Subsequent to this, on June 25, 2007, the U.S. FDA required the manufacturer to add an additional warning to the package inserts that stated that “Other serious and sometimes fatal events, some due to hypersensitivity, and some due to uncertain etiology, have been reported in patients receiving therapy with quinolones, including ciprofloxacin.”[70] It was not until 2008, (four years later) that the label revisions for ciprofloxacin included any warnings concerning heart problems (prolonged QT Interval / torsades de pointes). Warnings concerning rhabdomyolysis and Stevens-Johnson syndrome are still conspicuously absent from the package inserts as of September 2009.
The serious adverse effects that may occur as a result of ciprofloxacin therapy include irreversible peripheral neuropathy,[71][72] spontaneous tendon rupture and tendonitis, acute liver failure or serious liver injury (hepatitis), QTc prolongation/torsades de pointes,[24] toxic epidermal necrolysis (TEN),[79][80][81] and Stevens-Johnson syndrome, severe central nervous system disorders (CNS)[30] and Clostridium difficile associated disease (CDAD: pseudomembranous colitis),[82][83] as well as photosensitivity/phototoxicity reactions.
Psychotic reactions and confusional states, acute pancreatitis,[84] bone marrow depression, interstitial nephritis and hemolytic anemia may also occur during ciprofloxacin therapy. Additional serious adverse reactions include temporary, as well as permanent, loss of vision,[87][88] irreversible double vision,[89] drug induced psychosisand chorea (involuntary muscle movements),[92] impaired color vision, exanthema, abdominal pain, malaise, drug fever, dysaesthesia and eosinophilia. Pseudotumor cerebri, commonly known as idiopathic intracranial hypertension (IIH), (also referred to as increased intracranial pressure), has been reported to occur as a serious adverse reaction to ciprofloxacin.

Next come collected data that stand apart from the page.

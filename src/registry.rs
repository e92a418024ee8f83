//! Mapping from logical type to value handler.

use std::collections::HashMap;
use std::sync::Arc;

use crate::{
    error::{Error, Result},
    handlers::{
        BoolHandler, ByteaHandler, CharHandler, DateHandler, Float4Handler, Float8Handler,
        Int2Handler, Int4Handler, Int8Handler, JsonbHandler, NumericHandler, TextHandler,
        TimestampHandler, UuidHandler, ValueHandler,
    },
    types::PgType,
};

/// Registry of value handlers keyed by logical type.
///
/// A registry is assembled before any writer is built from it and is
/// read-only from then on: [`crate::PgCopyWriter::new`] resolves every
/// column's handler exactly once, so the per-row write path never
/// performs a type lookup. Handlers are stateless and `Send + Sync`,
/// so one registry can serve any number of writers, concurrent or not.
pub struct HandlerRegistry {
    handlers: HashMap<PgType, Arc<dyn ValueHandler>>,
}

impl HandlerRegistry {
    /// An empty registry with no handlers at all.
    pub fn empty() -> Self {
        HandlerRegistry {
            handlers: HashMap::new(),
        }
    }

    /// Registers a handler for a logical type, replacing any previous
    /// binding. Registering under a built-in type overrides the default
    /// encoding.
    pub fn register(&mut self, ty: impl Into<PgType>, handler: Arc<dyn ValueHandler>) -> &mut Self {
        self.handlers.insert(ty.into(), handler);
        self
    }

    /// Looks up the handler for a logical type.
    pub fn resolve(&self, ty: PgType) -> Result<&Arc<dyn ValueHandler>> {
        self.handlers.get(&ty).ok_or(Error::UnsupportedType(ty))
    }
}

impl Default for HandlerRegistry {
    /// A registry with every built-in handler installed. `varchar`
    /// shares the `text` encoding.
    fn default() -> Self {
        let mut registry = HandlerRegistry::empty();
        let text = Arc::new(TextHandler);
        registry
            .register(PgType::BOOL, Arc::new(BoolHandler))
            .register(PgType::BYTEA, Arc::new(ByteaHandler))
            .register(PgType::CHAR, Arc::new(CharHandler))
            .register(PgType::INT2, Arc::new(Int2Handler))
            .register(PgType::INT4, Arc::new(Int4Handler))
            .register(PgType::INT8, Arc::new(Int8Handler))
            .register(PgType::FLOAT4, Arc::new(Float4Handler))
            .register(PgType::FLOAT8, Arc::new(Float8Handler))
            .register(PgType::TEXT, text.clone())
            .register(PgType::VARCHAR, text)
            .register(PgType::JSONB, Arc::new(JsonbHandler))
            .register(PgType::DATE, Arc::new(DateHandler))
            .register(PgType::TIMESTAMP, Arc::new(TimestampHandler))
            .register(PgType::NUMERIC, Arc::new(NumericHandler))
            .register(PgType::UUID, Arc::new(UuidHandler));
        registry
    }
}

Children and the elderly are at a much greater risk of experiencing such adverse reactions. Such reactions may manifest during fluoroquinolone therapy, and long after it had been discontinued.[98]
Serious visual complications have also been reported to occur with ophthalmic fluoroquinolone therapy, which may also occur with ciprofloxacin eye drops, especially corneal perforation, but also evisceration and enucleation. This increased incidents of corneal perforation may be due to fluoroquinolones causing alterations in stromal collagen, leading to a reduction in tectonic strength.[99][100] As noted previously permanent double vision (diplopia) has also been reported.[89] An unusual case of seizures has also been reported with ciprofloxacin ear drops in an elderly patient.
Some groups refer to these adverse events as "fluoroquinolone toxicity". These groups of people claim to have suffered serious long term harm to their health from using fluoroquinolones. This has led to a class action lawsuit by people harmed by the use of fluoroquinolones, as well as legal action by the consumer advocate group Public Citizen.[102] Partly as a result of the efforts of the State of Illinois and Public Citizen, the FDA ordered black box warnings on all fluoroquinolones advising consumers of the possible toxic effects of fluoroquinolones on tendons.